Fruit Fly Gut Research Leads to Discovery of New Phosphate-Storing Organelle | Virus World | Scoop.it

Scientists at the Department of Genetics, Blavatnik Institute at Harvard Medical School have discovered something remarkable while studying phosphate transport in fruit fly intestines—a never before seen organelle. Their results are published in the journal Nature, and a News and Views piece in the same journal discusses their findings. Organelles are the structures performing specific functions within the cell and form the basis for most introductory biology courses. Major organelles include the nucleus, where DNA is kept and translated into RNA; the endoplasmic reticulum, where RNA is translated into proteins; and the Golgi apparatus, where enzymatic processing of proteins takes place; and the mitochondrion, which powers the cell and is involved in monitoring and regulating the cell as well as some intercellular communication. A few dozen other minor organelles exist within animal cells, and it might have been assumed that every organelle had been discovered after so many years of research. But not so, as detailed in the researchers' new paper, "A phosphate-sensing organelle regulates phosphate and tissue homeostasis." 

 

The research team was busy with an experiment demonstrating that inorganic phosphate starvation induces hyperproliferation and enterocyte differentiation in the digestive epithelium of the Drosophila (fruit fly) midgut. The team speculates that because inorganic phosphate is essential to cellular life, this might be a survival mechanism to produce more enterocytes capable of phosphate absorption. They also observed that while in the state of phosphate depletion, the expression of gene PXo (CG10483) was also lower. Interested in the role of the PXo protein, the researchers devised a few interrogation experiments.

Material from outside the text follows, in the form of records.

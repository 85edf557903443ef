use super::PipelineState;
use crate::types::{Assignment, Day, Shift, Slot, Stream, UnscheduledReason, WeekType};
use crate::scheduler::rooms::RoomQuery;

/// A placement failure: the structured reason plus a detail string naming
/// the offending resource and position
pub type PlacementFailure = (UnscheduledReason, String);

/// Order candidate days for a stream: days on which its groups already
/// have classes come first (consolidation), ties broken by ascending total
/// load; empty days follow, also by ascending load. The underlying sort is
/// stable, so equal-load days keep their input order.
pub fn order_days_by_load(
    state: &PipelineState,
    groups: &[String],
    candidates: &[Day],
) -> Vec<Day> {
    let loads: Vec<(Day, u32)> = candidates
        .iter()
        .map(|day| (*day, state.conflicts.get_groups_total_daily_load(groups, *day)))
        .collect();

    let mut busy: Vec<(Day, u32)> = loads.iter().copied().filter(|(_, l)| *l > 0).collect();
    let mut empty: Vec<(Day, u32)> = loads.into_iter().filter(|(_, l)| *l == 0).collect();
    busy.sort_by_key(|(_, l)| *l);
    empty.sort_by_key(|(_, l)| *l);

    busy.into_iter().chain(empty).map(|(d, _)| d).collect()
}

/// Starting slots that would fill a window in the groups' existing day
/// schedule: slots strictly between two occupied slots that can host
/// `hours` consecutive classes without crossing the occupied boundary
pub fn gap_fill_slots(existing: &[Slot], valid: &[Slot], hours: u8) -> Vec<Slot> {
    if existing.len() < 2 {
        return Vec::new();
    }
    let mut sorted = existing.to_vec();
    sorted.sort_unstable();
    sorted.dedup();

    let mut out = Vec::new();
    for pair in sorted.windows(2) {
        let (start, end) = (pair[0], pair[1]);
        if end - start <= 1 {
            continue;
        }
        for slot in (start + 1)..end {
            if !valid.contains(&slot) {
                continue;
            }
            let fits = (0..hours).all(|j| {
                let s = slot + j;
                valid.contains(&s) && s < end
            });
            if fits {
                out.push(slot);
            }
        }
    }
    out
}

/// The full constraint battery for a block of `hours` starting at `slot`,
/// failing on the first violation with a structured reason:
///
/// 1. subject daily cap (2-hour rule)
/// 2. group daily load cap (6)
/// 3. per slot: building-gap slot, windows cap, instructor/group
///    availability
/// 4. instructor day-of-year constraint
/// 5. room lookup for the whole block, then the building-gap constraint
///    against neighbors for the room found
pub fn check_position(
    state: &PipelineState,
    stream: &Stream,
    day: Day,
    slot: Slot,
    hours: u8,
    week_type: WeekType,
) -> Result<(), PlacementFailure> {
    let tracker = &state.conflicts;

    let (normal_ok, _) =
        tracker.can_add_subject_hours(&stream.groups, day, &stream.subject, hours as u32);
    if !normal_ok {
        return Err((
            UnscheduledReason::SubjectDailyLimitExceeded,
            format!(
                "Adding {hours} hour(s) would exceed the 2-hour limit for subject \
                 '{}' on {day}",
                stream.subject
            ),
        ));
    }

    if let Some(group) = tracker.would_exceed_daily_load(&stream.groups, day, hours as u32)
    {
        return Err((
            UnscheduledReason::DailyLoadExceeded,
            format!("Group '{group}' would exceed 6 lessons on {day}"),
        ));
    }

    let instructor = stream.instructor_id();
    for i in 0..hours {
        let current = slot + i;

        if let Some(group) = tracker.is_building_gap_slot(&stream.groups, day, current) {
            return Err((
                UnscheduledReason::BuildingGapRequired,
                format!("Slot {current} is a required travel gap for group '{group}'"),
            ));
        }

        if let Some(group) = tracker.would_create_second_window(
            &stream.groups,
            day,
            current,
            tracker.max_windows(),
        ) {
            return Err((
                UnscheduledReason::MaxWindowsExceeded,
                format!("Group '{group}' would have too many windows on {day}"),
            ));
        }

        tracker.check_slot_availability_reason(
            &instructor,
            &stream.groups,
            day,
            current,
            week_type,
        )?;
    }

    if let Err(details) =
        tracker.check_instructor_day_constraint(&instructor, day, &stream.groups)
    {
        return Err((UnscheduledReason::InstructorDayConstraint, details));
    }

    let slots: Vec<Slot> = (0..hours).map(|i| slot + i).collect();
    let query = RoomQuery::for_stream(stream);
    let Some(room) = state.rooms.find_room_for_block(&query, day, &slots, week_type)
    else {
        return Err((
            UnscheduledReason::NoRoomAvailable,
            format!(
                "No room with capacity >= {} on {day} slot {slot}",
                stream.student_count
            ),
        ));
    };

    for current in &slots {
        if let Err(details) = tracker.check_building_gap_constraint(
            &stream.groups,
            day,
            *current,
            &room.address,
            week_type,
        ) {
            return Err((UnscheduledReason::BuildingGapRequired, details));
        }
    }

    Ok(())
}

/// Search the ordered day x slot space for the first position that passes
/// the constraint battery. Gap-filling slots are tried before the shift's
/// slots in ascending order; the first-shift overflow bucket (slots 6-7)
/// is tried only after every standard position across all days failed.
pub fn find_position(
    state: &PipelineState,
    stream: &Stream,
    shift: Shift,
    hours: u8,
    week_type: WeekType,
    days: &[Day],
) -> Result<(Day, Slot), PlacementFailure> {
    let valid = shift.slots();
    let extended = shift.extended_slots();

    let mut last_failure: Option<PlacementFailure> = None;
    let mut tried = 0usize;

    let mut attempt = |state: &PipelineState,
                       day: Day,
                       slot: Slot,
                       tried: &mut usize,
                       last: &mut Option<PlacementFailure>|
     -> bool {
        *tried += 1;
        match check_position(state, stream, day, slot, hours, week_type) {
            Ok(()) => true,
            Err(failure) => {
                *last = Some(failure);
                false
            }
        }
    };

    for day in days {
        // Fill windows in the groups' existing schedule first
        let mut existing: Vec<Slot> = Vec::new();
        for group in &stream.groups {
            existing.extend(state.conflicts.group_slots_on_day(group, *day));
        }
        if !existing.is_empty() {
            for slot in gap_fill_slots(&existing, valid, hours) {
                if attempt(state, *day, slot, &mut tried, &mut last_failure) {
                    return Ok((*day, slot));
                }
            }
        }

        for &slot in valid {
            if hours > 1 && !(0..hours).all(|i| valid.contains(&(slot + i))) {
                continue;
            }
            if attempt(state, *day, slot, &mut tried, &mut last_failure) {
                return Ok((*day, slot));
            }
        }
    }

    // First-shift overflow: competes with second-shift reservations on
    // equal footing and fails if occupied
    for &slot in shift.overflow_slots() {
        for day in days {
            if hours > 1 && !(0..hours).all(|i| extended.contains(&(slot + i))) {
                continue;
            }
            if attempt(state, *day, slot, &mut tried, &mut last_failure) {
                return Ok((*day, slot));
            }
        }
    }

    if tried == 0 {
        return Err((
            UnscheduledReason::AllSlotsExhausted,
            "No valid slots available for this stream's shift".to_string(),
        ));
    }
    match last_failure {
        Some((reason, details)) => Err((reason, format!("Tried {tried} positions. {details}"))),
        None => Err((
            UnscheduledReason::AllSlotsExhausted,
            format!("All {tried} positions exhausted"),
        )),
    }
}

/// Commit a validated position: find one room for the whole block, reserve
/// every slot and emit one assignment per hour. The block shares (day,
/// room, week type) and occupies consecutive slots.
pub fn place(
    state: &mut PipelineState,
    stream: &Stream,
    day: Day,
    start_slot: Slot,
    hours: u8,
    week_type: WeekType,
) -> Result<Vec<Assignment>, PlacementFailure> {
    let slots: Vec<Slot> = (0..hours).map(|i| start_slot + i).collect();
    let query = RoomQuery::for_stream(stream);
    let room = state
        .rooms
        .find_room_for_block(&query, day, &slots, week_type)
        .ok_or_else(|| {
            (
                UnscheduledReason::NoRoomAvailable,
                format!(
                    "No room with capacity >= {} available on {day} slot {start_slot}",
                    stream.student_count
                ),
            )
        })?
        .clone();

    let instructor = stream.instructor_id();
    let mut assignments = Vec::with_capacity(hours as usize);
    for &slot in &slots {
        assignments.push(Assignment {
            stream_id: stream.id.clone(),
            subject: stream.subject.clone(),
            stream_type: stream.stream_type,
            instructor: stream.instructor.clone(),
            groups: stream.groups.clone(),
            student_count: stream.student_count,
            day,
            slot,
            room: room.name.clone(),
            room_address: room.address.clone(),
            week_type,
        });

        state
            .conflicts
            .reserve(&instructor, &stream.groups, day, slot, week_type, &room.address);
        state.rooms.reserve(&room, day, slot, week_type);
    }
    state
        .conflicts
        .reserve_subject_hours(&stream.groups, day, &stream.subject, hours as u32);

    if stream.is_any_subgroup() {
        state
            .subgroup_positions
            .entry(stream.id.clone())
            .or_insert((day, start_slot));
    }

    Ok(assignments)
}

/// Place `hours` consecutive hours, falling back to *split scheduling*:
/// progressively smaller contiguous blocks, with the remainder scheduled
/// recursively on other days. Partial success is preferred to total
/// failure, so a partly-placed stream returns its assignments even when
/// the remainder cannot be placed.
pub fn place_with_split(
    state: &mut PipelineState,
    stream: &Stream,
    shift: Shift,
    hours: u8,
    week_type: WeekType,
    day_order: &dyn Fn(&PipelineState) -> Vec<Day>,
    excluded_days: &mut Vec<Day>,
) -> Result<Vec<Assignment>, PlacementFailure> {
    if hours == 0 {
        return Ok(Vec::new());
    }

    let days: Vec<Day> = day_order(state)
        .into_iter()
        .filter(|d| !excluded_days.contains(d))
        .collect();

    match find_position(state, stream, shift, hours, week_type, &days) {
        Ok((day, slot)) => {
            let assignments = place(state, stream, day, slot, hours, week_type)?;
            excluded_days.push(day);
            Ok(assignments)
        }
        Err(failure) => {
            if hours > 1 {
                for partial in (1..hours).rev() {
                    let Ok((day, slot)) =
                        find_position(state, stream, shift, partial, week_type, &days)
                    else {
                        continue;
                    };
                    let mut placed = place(state, stream, day, slot, partial, week_type)?;
                    excluded_days.push(day);
                    if let Ok(rest) = place_with_split(
                        state,
                        stream,
                        shift,
                        hours - partial,
                        week_type,
                        day_order,
                        excluded_days,
                    ) {
                        placed.extend(rest);
                    }
                    return Ok(placed);
                }
            }
            Err(failure)
        }
    }
}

By inhibiting PXo expression or deleting the gene entirely, they observed the same effect as when inducing inorganic phosphate starvation, suggesting that PXo plays a key role in phosphate transport. If the study stopped here, we would have an excellent addition to our knowledge of phosphate metabolism and cellular signaling, but there was more. Immunostaining and ultrastructural analyses showed that PXo specifically appeared in a previously unknown multilamellar membrane—a newly discovered organelle the researchers named PXo bodies. The PXo was essentially storing phosphate in the PXo bodies. When PXo was downregulated or missing, the PXo bodies degraded, releasing the backup storage of phosphate into the cell. As with the conclusion of any good research, more research is needed. Future investigations will be required to map this new organelle's full functions and interactions and could search for PXo bodies in other life forms.